Introduction cm
[ Back to index ]
Introduction to the MLCommons CM language
During the past 10 years, the community has considerably improved the reproducibility of experimental results from research projects and published papers by introducing the artifact evaluation process with a unified artifact appendix and reproducibility checklists, Jupyter notebooks, containers, and Git repositories.
On the other hand, our experience reproducing more than 150 papers revealed that it still takes weeks and months of painful and repetitive interactions between researchers and evaluators to reproduce experimental results.
This effort includes decrypting numerous README files, examining ad-hoc artifacts and containers, and figuring out how to reproduce computational results. Furthermore, snapshot containers pose a challenge to optimize algorithms' performance, accuracy, power consumption and operational costs across diverse and rapidly evolving software, hardware, and data used in the real world.
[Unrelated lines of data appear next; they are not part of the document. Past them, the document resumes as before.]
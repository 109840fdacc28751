//! HTTP handlers for interview endpoints.
//!
//! Handlers delegate to `InterviewFacade`, which parses ids and reports bad
//! input as `InterviewError::InvalidArgument`.

use axum::{
    extract::{Path, Query, State},
    http::StatusCode,
    response::{IntoResponse, Response},
    Json,
};

use crate::application::InterviewFacade;
use crate::domain::interview::InterviewError;

use super::dto::{
    EndInterviewResponse, ErrorResponse, HistoryResponse, InterviewResponse,
    InterviewSummaryResponse, ListInterviewsQuery, MessageResponse, SendMessageRequest,
    SendMessageResponse, StartInterviewRequest, StartInterviewResponse, SubmissionResponse,
    SubmitCodeRequest,
};

// ════════════════════════════════════════════════════════════════════════════
// Handler State
// ════════════════════════════════════════════════════════════════════════════

/// Shared state for interview handlers.
#[derive(Clone)]
pub struct InterviewHandlers {
    facade: InterviewFacade,
}

impl InterviewHandlers {
    pub fn new(facade: InterviewFacade) -> Self {
        Self { facade }
    }
}

// ════════════════════════════════════════════════════════════════════════════
// Command Handlers
// ════════════════════════════════════════════════════════════════════════════

/// POST /api/v1/interviews - Start a new interview
pub async fn start_interview(
    State(handlers): State<InterviewHandlers>,
    Json(request): Json<StartInterviewRequest>,
) -> Response {
    match handlers
        .facade
        .start_interview(&request.user_id, &request.problem_id, request.problem_snapshot)
        .await
    {
        Ok(result) => (
            StatusCode::CREATED,
            Json(StartInterviewResponse {
                interview_id: result.interview.id().to_string(),
                greeting: result.greeting.content,
            }),
        )
            .into_response(),
        Err(e) => handle_interview_error(e),
    }
}

/// POST /api/v1/interviews/:id/messages - Send a candidate message
pub async fn send_message(
    State(handlers): State<InterviewHandlers>,
    Path(interview_id): Path<String>,
    Json(request): Json<SendMessageRequest>,
) -> Response {
    match handlers
        .facade
        .send_message(&interview_id, request.content, request.code, request.language)
        .await
    {
        Ok(result) => (
            StatusCode::OK,
            Json(SendMessageResponse {
                message_id: result.reply.id.to_string(),
                user_message_id: result.user_turn.id.to_string(),
                reply: result.reply.content,
            }),
        )
            .into_response(),
        Err(e) => handle_interview_error(e),
    }
}

/// POST /api/v1/interviews/:id/submissions - Submit code for review
pub async fn submit_code(
    State(handlers): State<InterviewHandlers>,
    Path(interview_id): Path<String>,
    Json(request): Json<SubmitCodeRequest>,
) -> Response {
    match handlers
        .facade
        .submit_code(&interview_id, request.code, request.language)
        .await
    {
        Ok(result) => (
            StatusCode::CREATED,
            Json(SubmissionResponse::from(result.submission)),
        )
            .into_response(),
        Err(e) => handle_interview_error(e),
    }
}

/// POST /api/v1/interviews/:id/end - End the interview and evaluate it
pub async fn end_interview(
    State(handlers): State<InterviewHandlers>,
    Path(interview_id): Path<String>,
) -> Response {
    match handlers.facade.end_interview(&interview_id).await {
        Ok(result) => (StatusCode::OK, Json(EndInterviewResponse::from(result))).into_response(),
        Err(e) => handle_interview_error(e),
    }
}

/// POST /api/v1/interviews/:id/abandon - Abandon the interview
pub async fn abandon_interview(
    State(handlers): State<InterviewHandlers>,
    Path(interview_id): Path<String>,
) -> Response {
    match handlers.facade.abandon_interview(&interview_id).await {
        Ok(interview) => (
            StatusCode::OK,
            Json(InterviewSummaryResponse::from(interview)),
        )
            .into_response(),
        Err(e) => handle_interview_error(e),
    }
}

// ════════════════════════════════════════════════════════════════════════════
// Query Handlers
// ════════════════════════════════════════════════════════════════════════════

/// GET /api/v1/interviews/:id/messages - Ordered conversation log
pub async fn get_history(
    State(handlers): State<InterviewHandlers>,
    Path(interview_id): Path<String>,
) -> Response {
    match handlers.facade.get_history(&interview_id).await {
        Ok(turns) => (
            StatusCode::OK,
            Json(HistoryResponse {
                interview_id,
                messages: turns.into_iter().map(MessageResponse::from).collect(),
            }),
        )
            .into_response(),
        Err(e) => handle_interview_error(e),
    }
}

/// GET /api/v1/interviews/:id - Interview with messages, submissions and evaluation
pub async fn get_interview(
    State(handlers): State<InterviewHandlers>,
    Path(interview_id): Path<String>,
) -> Response {
    match handlers.facade.get_interview(&interview_id).await {
        Ok(details) => (StatusCode::OK, Json(InterviewResponse::from(details))).into_response(),
        Err(e) => handle_interview_error(e),
    }
}

/// GET /api/v1/interviews?user_id= - A user's interviews, newest first
pub async fn list_interviews(
    State(handlers): State<InterviewHandlers>,
    Query(query): Query<ListInterviewsQuery>,
) -> Response {
    match handlers.facade.list_interviews(&query.user_id).await {
        Ok(interviews) => {
            let body: Vec<InterviewSummaryResponse> =
                interviews.into_iter().map(Into::into).collect();
            (StatusCode::OK, Json(body)).into_response()
        }
        Err(e) => handle_interview_error(e),
    }
}

// ════════════════════════════════════════════════════════════════════════════
// Error Handling
// ════════════════════════════════════════════════════════════════════════════

fn handle_interview_error(error: InterviewError) -> Response {
    match error {
        InterviewError::NotFound(id) => (
            StatusCode::NOT_FOUND,
            Json(ErrorResponse::not_found("Interview", &id.to_string())),
        )
            .into_response(),
        InterviewError::InvalidArgument { field, message } => (
            StatusCode::BAD_REQUEST,
            Json(
                ErrorResponse::bad_request(message)
                    .with_details(serde_json::json!({ "field": field })),
            ),
        )
            .into_response(),
        InterviewError::InvalidState(message) => (
            StatusCode::CONFLICT,
            Json(ErrorResponse::conflict(message)),
        )
            .into_response(),
        InterviewError::Gateway(message) => {
            tracing::warn!(error = %message, "model gateway error surfaced to client");
            (
                StatusCode::BAD_GATEWAY,
                Json(ErrorResponse::bad_gateway(message)),
            )
                .into_response()
        }
        InterviewError::Infrastructure(message) => {
            tracing::error!(error = %message, "interview request failed");
            (
                StatusCode::INTERNAL_SERVER_ERROR,
                Json(ErrorResponse::internal("An internal error occurred")),
            )
                .into_response()
        }
    }
}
This practical experience and the feedback from the community motivated us to establish the MLCommons Task Force on Automation and Reproducibility and develop a light-weight, technology agnostic, and English-like workflow automation language called Collective Mind (MLCommons CM).
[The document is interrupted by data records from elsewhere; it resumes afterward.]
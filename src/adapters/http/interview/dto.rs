//! HTTP DTOs for interview endpoints.
//!
//! These types decouple the HTTP API from domain types, allowing independent evolution.

use serde::{Deserialize, Serialize};

use crate::application::{EndInterviewResult, InterviewDetails};
use crate::domain::conversation::{Turn, TurnRole};
use crate::domain::evaluation::Evaluation;
use crate::domain::foundation::InterviewStatus;
use crate::domain::interview::Interview;
use crate::domain::submission::{Submission, TestResult};

// ════════════════════════════════════════════════════════════════════════════
// Request DTOs
// ════════════════════════════════════════════════════════════════════════════

/// Request to start an interview.
#[derive(Debug, Clone, Deserialize)]
pub struct StartInterviewRequest {
    pub user_id: String,
    pub problem_id: String,
    pub problem_snapshot: serde_json::Value,
}

/// Request to send a chat message.
#[derive(Debug, Clone, Deserialize)]
pub struct SendMessageRequest {
    pub content: String,
    #[serde(default)]
    pub code: Option<String>,
    #[serde(default)]
    pub language: Option<String>,
}

/// Request to submit code for review.
#[derive(Debug, Clone, Deserialize)]
pub struct SubmitCodeRequest {
    pub code: String,
    #[serde(default)]
    pub language: Option<String>,
}

/// Query parameters for listing interviews.
#[derive(Debug, Clone, Deserialize)]
pub struct ListInterviewsQuery {
    pub user_id: String,
}

// ════════════════════════════════════════════════════════════════════════════
// Response DTOs
// ════════════════════════════════════════════════════════════════════════════

/// Response for a started interview.
#[derive(Debug, Clone, Serialize)]
pub struct StartInterviewResponse {
    pub interview_id: String,
    pub greeting: String,
}

/// Response for a chat turn.
#[derive(Debug, Clone, Serialize)]
pub struct SendMessageResponse {
    pub message_id: String,
    pub user_message_id: String,
    pub reply: String,
}

/// One conversation turn.
#[derive(Debug, Clone, Serialize)]
pub struct MessageResponse {
    pub id: String,
    pub role: TurnRole,
    pub content: String,
    pub created_at: String,
}

impl From<Turn> for MessageResponse {
    fn from(turn: Turn) -> Self {
        Self {
            id: turn.id.to_string(),
            role: turn.role,
            content: turn.content,
            created_at: turn.created_at.to_rfc3339(),
        }
    }
}

/// Ordered conversation log.
#[derive(Debug, Clone, Serialize)]
pub struct HistoryResponse {
    pub interview_id: String,
    pub messages: Vec<MessageResponse>,
}

/// A reviewed code submission.
#[derive(Debug, Clone, Serialize)]
pub struct SubmissionResponse {
    pub id: String,
    pub code: String,
    pub language: String,
    pub ai_feedback: String,
    pub is_correct: Option<bool>,
    pub test_results: Vec<TestResult>,
    pub submitted_at: String,
}

impl From<Submission> for SubmissionResponse {
    fn from(submission: Submission) -> Self {
        Self {
            id: submission.id.to_string(),
            code: submission.code,
            language: submission.language,
            ai_feedback: submission.ai_feedback,
            is_correct: submission.is_correct,
            test_results: submission.test_results,
            submitted_at: submission.submitted_at.to_rfc3339(),
        }
    }
}

/// Summary returned when an interview ends.
#[derive(Debug, Clone, Serialize)]
pub struct EndInterviewResponse {
    pub evaluation_id: String,
    pub overall_score: u8,
    pub feedback: String,
}

impl From<EndInterviewResult> for EndInterviewResponse {
    fn from(result: EndInterviewResult) -> Self {
        Self {
            evaluation_id: result.evaluation.id.to_string(),
            overall_score: result.evaluation.overall_score().value(),
            feedback: result.evaluation.detailed_feedback().to_string(),
        }
    }
}

/// Full scorecard.
#[derive(Debug, Clone, Serialize)]
pub struct EvaluationResponse {
    pub id: String,
    pub problem_solving_score: u8,
    pub code_quality_score: u8,
    pub communication_score: u8,
    pub technical_score: u8,
    pub overall_score: u8,
    pub strengths: Vec<String>,
    pub improvements: Vec<String>,
    pub detailed_feedback: String,
    pub created_at: String,
}

impl From<Evaluation> for EvaluationResponse {
    fn from(evaluation: Evaluation) -> Self {
        let scores = evaluation.scores;
        Self {
            id: evaluation.id.to_string(),
            problem_solving_score: scores.problem_solving_score.value(),
            code_quality_score: scores.code_quality_score.value(),
            communication_score: scores.communication_score.value(),
            technical_score: scores.technical_score.value(),
            overall_score: scores.overall_score.value(),
            strengths: scores.strengths,
            improvements: scores.improvements,
            detailed_feedback: scores.detailed_feedback,
            created_at: evaluation.created_at.to_rfc3339(),
        }
    }
}

/// Interview summary for list responses.
#[derive(Debug, Clone, Serialize)]
pub struct InterviewSummaryResponse {
    pub id: String,
    pub problem_id: String,
    pub status: InterviewStatus,
    pub started_at: String,
    #[serde(skip_serializing_if = "Option::is_none")]
    pub ended_at: Option<String>,
    #[serde(skip_serializing_if = "Option::is_none")]
    pub duration_secs: Option<i64>,
}

impl From<Interview> for InterviewSummaryResponse {
    fn from(interview: Interview) -> Self {
        Self {
            id: interview.id().to_string(),
            problem_id: interview.problem_id().to_string(),
            status: interview.status(),
            started_at: interview.started_at().to_rfc3339(),
            ended_at: interview.ended_at().map(|t| t.to_rfc3339()),
            duration_secs: interview.duration_secs(),
        }
    }
}

/// Detailed interview view.
#[derive(Debug, Clone, Serialize)]
pub struct InterviewResponse {
    pub id: String,
    pub user_id: String,
    pub problem_id: String,
    pub problem_snapshot: serde_json::Value,
    pub status: InterviewStatus,
    pub started_at: String,
    #[serde(skip_serializing_if = "Option::is_none")]
    pub ended_at: Option<String>,
    #[serde(skip_serializing_if = "Option::is_none")]
    pub duration_secs: Option<i64>,
    pub messages: Vec<MessageResponse>,
    pub submissions: Vec<SubmissionResponse>,
    #[serde(skip_serializing_if = "Option::is_none")]
    pub evaluation: Option<EvaluationResponse>,
}

impl From<InterviewDetails> for InterviewResponse {
    fn from(details: InterviewDetails) -> Self {
        let interview = details.interview;
        Self {
            id: interview.id().to_string(),
            user_id: interview.user_id().to_string(),
            problem_id: interview.problem_id().to_string(),
            problem_snapshot: interview.problem_snapshot().as_json().clone(),
            status: interview.status(),
            started_at: interview.started_at().to_rfc3339(),
            ended_at: interview.ended_at().map(|t| t.to_rfc3339()),
            duration_secs: interview.duration_secs(),
            messages: details.turns.into_iter().map(Into::into).collect(),
            submissions: details.submissions.into_iter().map(Into::into).collect(),
            evaluation: details.evaluation.map(Into::into),
        }
    }
}

/// Standard error response.
#[derive(Debug, Clone, Serialize)]
pub struct ErrorResponse {
    pub code: String,
    pub message: String,
    #[serde(skip_serializing_if = "Option::is_none")]
    pub details: Option<serde_json::Value>,
}

impl ErrorResponse {
    pub fn bad_request(message: impl Into<String>) -> Self {
        Self::new("BAD_REQUEST", message)
    }

    pub fn not_found(resource_type: &str, id: &str) -> Self {
        Self::new("NOT_FOUND", format!("{} not found: {}", resource_type, id))
    }

    pub fn conflict(message: impl Into<String>) -> Self {
        Self::new("CONFLICT", message)
    }

    pub fn bad_gateway(message: impl Into<String>) -> Self {
        Self::new("MODEL_GATEWAY_ERROR", message)
    }

    pub fn internal(message: impl Into<String>) -> Self {
        Self::new("INTERNAL_ERROR", message)
    }

    fn new(code: &str, message: impl Into<String>) -> Self {
        Self {
            code: code.to_string(),
            message: message.into(),
            details: None,
        }
    }

    pub fn with_details(mut self, details: serde_json::Value) -> Self {
        self.details = Some(details);
        self
    }
}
This language provides a common, non-intrusive and human-readable interface to any software project transforming it into a collection of reusable automation recipes (CM scripts). Following FAIR principles, CM automation actions and scripts are simple wrappers around existing user scripts and artifacts to make them * findable via human-readable tags, aliases and unique IDs; * accessible via a unified CM CLI and Python API with JSON/YAML meta descriptions; * interoperable and portable across any software, hardware, models and data; * reusable across all projects.
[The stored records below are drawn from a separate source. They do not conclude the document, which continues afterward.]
//! Frozen copy of the problem definition an interview was started against.

use serde::{Deserialize, Serialize};

use crate::domain::foundation::ValidationError;

/// Immutable snapshot of the problem definition taken at interview start.
///
/// Later edits to the problem catalogue never reach an existing interview;
/// the snapshot is the only problem text the interviewer prompts ever see.
#[derive(Debug, Clone, PartialEq, Serialize, Deserialize)]
#[serde(transparent)]
pub struct ProblemSnapshot(serde_json::Value);

impl ProblemSnapshot {
    /// Wraps a JSON problem definition.
    ///
    /// # Errors
    ///
    /// - `EmptyField` if the value is `null`, an empty object or an empty string
    pub fn new(value: serde_json::Value) -> Result<Self, ValidationError> {
        let empty = match &value {
            serde_json::Value::Null => true,
            serde_json::Value::Object(map) => map.is_empty(),
            serde_json::Value::String(s) => s.trim().is_empty(),
            _ => false,
        };
        if empty {
            return Err(ValidationError::empty_field("problem_snapshot"));
        }
        Ok(Self(value))
    }

    /// Returns the raw JSON value.
    pub fn as_json(&self) -> &serde_json::Value {
        &self.0
    }

    /// Problem title, if the snapshot carries one.
    pub fn title(&self) -> Option<&str> {
        self.0.get("title").and_then(|t| t.as_str())
    }

    /// Text interpolated into prompts: the compact JSON encoding.
    pub fn render(&self) -> String {
        match &self.0 {
            serde_json::Value::String(s) => s.clone(),
            other => other.to_string(),
        }
    }
}

#[cfg(test)]
mod tests {
    use super::*;
    use serde_json::json;

    #[test]
    fn rejects_empty_snapshots() {
        assert!(ProblemSnapshot::new(json!(null)).is_err());
        assert!(ProblemSnapshot::new(json!({})).is_err());
        assert!(ProblemSnapshot::new(json!("  ")).is_err());
    }

    #[test]
    fn renders_compact_json() {
        let snapshot = ProblemSnapshot::new(json!({"title": "Two Sum"})).unwrap();
        assert_eq!(snapshot.render(), r#"{"title":"Two Sum"}"#);
        assert_eq!(snapshot.title(), Some("Two Sum"));
    }

    #[test]
    fn renders_plain_string_snapshots_verbatim() {
        let snapshot = ProblemSnapshot::new(json!("Reverse a linked list")).unwrap();
        assert_eq!(snapshot.render(), "Reverse a linked list");
        assert_eq!(snapshot.title(), None);
    }
}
CM is written in simple Python and uses JSON and/or YAML meta descriptions with a unified CLI to minimize the learning curve and help researchers and practitioners describe, share, and reproduce experimental results in a unified, portable, and automated way across any rapidly evolving software, hardware, and data while solving the "dependency hell" and automatically generating unified README files and modular containers.
Our ultimate goal is to use CM language to facilitate reproducible research for AI, ML and systems projects, minimize manual and repetitive benchmarking and optimization efforts, and reduce time and costs when transferring technology to production across continuously changing software, hardware, models, and data.
Some projects supported by CM
- A unified way to run MLPerf inference benchmarks with different models, software and hardware. See current coverage.
- A unitied way to run MLPerf training benchmarks (prototyping phase)
- A unified way to run MLPerf tiny benchmarks (prototyping phase)
- A unified CM to run automotive benchmarks (prototyping phase)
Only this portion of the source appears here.